"Carrier-drug" layer-by-layer hybrid assembly of biocompatible polydopamine nanoparticles to amplify photo-chemotherapy

Polydopamine (PDA) is capable of wide drug delivery for biomedical applications by virtue of an adjustable polymerization process, including surface coating and conjugation. Inspired by the polymerization of dopamine, we introduce a layer-by-layer hybrid co-assembly strategy for the incorporation of doxorubicin (DOX) and dopamine to form PDA "carrier-drug" hybrid assembly. The "carrier-drug" hybrid assembly relies on the pi-pi- stacking interaction between the drug (DOX) and carrier (PDA), and such the stacked-layer structure enables PDA nanoparticles with a superior drug loading of 58%, which is about 1.7-fold higher than that of the DOX surface coating (similar to 35%). To further improve blood circulation stability and enhance tumor penetration, we herein propose the conjugation of native apolipoprotein A-I (apoA-I) with tumor-homing cyclic peptide iRGD for PDA surface modification.
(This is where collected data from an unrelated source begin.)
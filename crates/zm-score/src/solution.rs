//! Key-gated solution path and its linearity metrics.
//!
//! The solution visits the best location of every zone in a given order.
//! Entering a zone grants its key, and each leg may only cross zones whose
//! keys are already held.

use std::collections::{BTreeMap, BTreeSet, HashMap};

use tracing::{debug, info};
use zm_core::{NodeId, ZoneId, ratio, unit_clamp};
use zm_zones::ZonedMaze;

use crate::error::{ScoreError, ScoreResult};
use crate::score::{NodeScore, ScoreMap};

/// A zone's chosen waypoint.
#[derive(Debug, Clone, Copy, PartialEq, Eq)]
pub struct Stop {
    pub zone: ZoneId,
    pub node: NodeId,
}

/// Result of `SolutionBuilder::build`.
#[derive(Debug, Clone, PartialEq)]
pub struct SolutionScoring {
    /// Full walk, start included, revisits repeated.
    pub path: Vec<NodeId>,
    pub stops: Vec<Stop>,
    /// Distinct nodes over path length; 1.0 means no node is revisited.
    pub redundancy: f64,
    /// Traversal count -> fraction of all graph nodes traversed that often.
    pub visit_distribution: BTreeMap<usize, f64>,
    /// Gini coefficient of traversal counts over visited nodes.
    pub concentration_index: f64,
    /// Shortest walk from the start to the final stop, ignoring keys.
    pub shortest_path: Vec<NodeId>,
    /// Solution hops over unconstrained hops (1.0 when both are zero).
    pub detour_ratio: f64,
}

/// Builds the key-gated solution path over a scored maze.
#[derive(Debug, Clone)]
pub struct SolutionBuilder<'a> {
    maze: &'a ZonedMaze,
    start: Option<NodeId>,
    order: Option<Vec<ZoneId>>,
}

impl<'a> SolutionBuilder<'a> {
    pub fn new(maze: &'a ZonedMaze) -> Self {
        Self {
            maze,
            start: None,
            order: None,
        }
    }

    /// Walk from `node` instead of the maze origin.
    pub fn start(mut self, node: NodeId) -> Self {
        self.start = Some(node);
        self
    }

    /// Visit zones in this order; zone 0 is moved to the front if needed.
    pub fn visit_order(mut self, order: impl IntoIterator<Item = ZoneId>) -> Self {
        self.order = Some(order.into_iter().collect());
        self
    }

    /// Chain best locations into a solution and write traversal counts
    /// into `scores`.
    ///
    /// # Errors
    ///
    /// - `ScoreError::EmptyZone` if a visited zone has no nodes
    /// - `ScoreError::UnknownNode` if the start or a path node is not scored
    /// - `ScoreError::PathNotFound` if a best location cannot be reached with
    ///   the keys held so far
    pub fn build<F>(&self, scores: &mut ScoreMap, score_fn: F) -> ScoreResult<SolutionScoring>
    where
        F: Fn(&NodeScore) -> f64,
    {
        let graph = self.maze.graph();
        let zone0 = ZoneId::from_index(0);
        let start = self
            .start
            .or(self.maze.start())
            .ok_or(ScoreError::EmptyZone { zone: zone0 })?;
        if graph.node(start).is_none() {
            return Err(ScoreError::UnknownNode { node: start });
        }

        let order = self.effective_order();
        let mut keys: BTreeSet<ZoneId> = BTreeSet::from([zone0]);
        let mut path: Vec<NodeId> = Vec::new();
        let mut stops = Vec::with_capacity(order.len());
        let mut prev = start;

        for zone in order {
            keys.insert(zone);
            let target = best_location(self.maze, scores, zone, &score_fn)?;
            let segment = graph
                .shortest_path(prev, target, |n| keys.contains(&n.zone))
                .ok_or(ScoreError::PathNotFound {
                    zone,
                    from: prev,
                    to: target,
                })?;
            debug!(zone = %zone, from = %prev, to = %target, hops = segment.len() - 1, "leg");

            let skip = usize::from(!path.is_empty());
            path.extend(segment.into_iter().skip(skip));
            stops.push(Stop { zone, node: target });
            prev = target;
        }
        if path.is_empty() {
            path.push(start);
        }

        let mut counts: HashMap<NodeId, usize> = HashMap::new();
        for &id in &path {
            *counts.entry(id).or_default() += 1;
        }
        scores.reset_traversals();
        for (&id, &count) in &counts {
            let score = scores
                .get_mut(id)
                .ok_or(ScoreError::UnknownNode { node: id })?;
            score.solution_traversal_count = count;
        }

        let shortest_path = graph
            .shortest_path(start, prev, |_| true)
            .ok_or(ScoreError::PathNotFound {
                zone: stops.last().map_or(zone0, |s| s.zone),
                from: start,
                to: prev,
            })?;

        let visited: Vec<usize> = counts.values().copied().collect();
        let solution = SolutionScoring {
            redundancy: ratio(counts.len(), path.len()),
            visit_distribution: visit_distribution(&visited, graph.node_count()),
            concentration_index: gini(&visited),
            detour_ratio: detour_ratio(path.len() - 1, shortest_path.len() - 1),
            path,
            stops,
            shortest_path,
        };
        info!(
            length = solution.path.len(),
            redundancy = solution.redundancy,
            concentration = solution.concentration_index,
            detour = solution.detour_ratio,
            "solution built"
        );
        Ok(solution)
    }

    fn effective_order(&self) -> Vec<ZoneId> {
        let zone0 = ZoneId::from_index(0);
        let mut order = match &self.order {
            Some(order) => order.clone(),
            None => self.maze.zones().iter().map(|z| z.id).collect(),
        };
        if order.first() != Some(&zone0) {
            order.retain(|&z| z != zone0);
            order.insert(0, zone0);
        }
        order
    }
}

/// The zone node with the highest score; ties go to the lowest node id.
pub fn best_location<F>(
    maze: &ZonedMaze,
    scores: &ScoreMap,
    zone: ZoneId,
    score_fn: F,
) -> ScoreResult<NodeId>
where
    F: Fn(&NodeScore) -> f64,
{
    let mut members: Vec<NodeId> = maze
        .zone(zone)
        .map(|z| z.nodes().collect())
        .unwrap_or_default();
    members.sort_unstable();

    let mut best: Option<(NodeId, f64)> = None;
    for id in members {
        let score = scores.get(id).ok_or(ScoreError::UnknownNode { node: id })?;
        let value = match score_fn(score) {
            v if v.is_nan() => f64::NEG_INFINITY,
            v => v,
        };
        match best {
            Some((_, top)) if value <= top => {}
            _ => best = Some((id, value)),
        }
    }
    best.map(|(id, _)| id).ok_or(ScoreError::EmptyZone { zone })
}

fn visit_distribution(visited: &[usize], node_count: usize) -> BTreeMap<usize, f64> {
    let mut buckets: BTreeMap<usize, usize> = BTreeMap::new();
    for &count in visited {
        *buckets.entry(count).or_default() += 1;
    }
    let unvisited = node_count.saturating_sub(visited.len());
    if unvisited > 0 {
        buckets.insert(0, unvisited);
    }
    buckets
        .into_iter()
        .map(|(k, n)| (k, ratio(n, node_count)))
        .collect()
}

/// Gini coefficient of `values`, scaled by `n / (n - 1)` so a single
/// dominant value reaches 1.
pub fn gini(values: &[usize]) -> f64 {
    let n = values.len();
    let total: usize = values.iter().sum();
    if n < 2 || total == 0 {
        return 0.0;
    }
    let mut sorted = values.to_vec();
    sorted.sort_unstable();
    let weighted: f64 = sorted
        .iter()
        .enumerate()
        .map(|(i, &x)| (i + 1) as f64 * x as f64)
        .sum();
    let nf = n as f64;
    let g = 2.0 * weighted / (nf * total as f64) - (nf + 1.0) / nf;
    unit_clamp(g * nf / (nf - 1.0))
}

fn detour_ratio(solution_hops: usize, shortest_hops: usize) -> f64 {
    if shortest_hops == 0 {
        1.0
    } else {
        solution_hops as f64 / shortest_hops as f64
    }
}

#[cfg(test)]
mod tests {
    use super::*;
    use zm_core::{Tolerances, nearly_equal};

    #[test]
    fn gini_of_equal_counts_is_zero() {
        assert!(nearly_equal(gini(&[2, 2, 2]), 0.0, Tolerances::default()));
        assert_eq!(gini(&[5]), 0.0);
        assert_eq!(gini(&[]), 0.0);
    }

    #[test]
    fn gini_of_one_dominant_count_is_one() {
        assert!(nearly_equal(gini(&[0, 0, 0, 9]), 1.0, Tolerances::default()));
    }

    #[test]
    fn gini_grows_with_inequality() {
        let mild = gini(&[1, 1, 2]);
        let strong = gini(&[1, 1, 6]);
        assert!(mild > 0.0);
        assert!(strong > mild);
        assert!(strong <= 1.0);
    }

    #[test]
    fn distribution_includes_unvisited_nodes() {
        let dist = visit_distribution(&[1, 1, 2], 5);
        assert_eq!(dist.get(&0), Some(&0.4));
        assert_eq!(dist.get(&1), Some(&0.4));
        assert_eq!(dist.get(&2), Some(&0.2));
        let total: f64 = dist.values().sum();
        assert!(nearly_equal(total, 1.0, Tolerances::default()));
    }

    #[test]
    fn detour_of_trivial_walk_is_one() {
        assert_eq!(detour_ratio(0, 0), 1.0);
        assert_eq!(detour_ratio(6, 3), 2.0);
    }
}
The "carrier-drug" hybrid assembly can respond to triple stimuli of the acidic pH, concentrated reactive oxygen species (ROS), and near-infrared (NIR) light irradiation for realizing site-specific and on-demand drug release. In chemo-photothermal synergy therapy, the "carrier-drug" hybrid assembly performs efficient tumor penetration and accumulation, dramatically suppressing tumor growth and metastasis in a 4T1 orthotopic tumor-bearing mice model at a safe level. Collectively, our findings share new insights into the design of "carrier-drug" hybrid assembly for enhanced chemo-photothermal oncotherapy.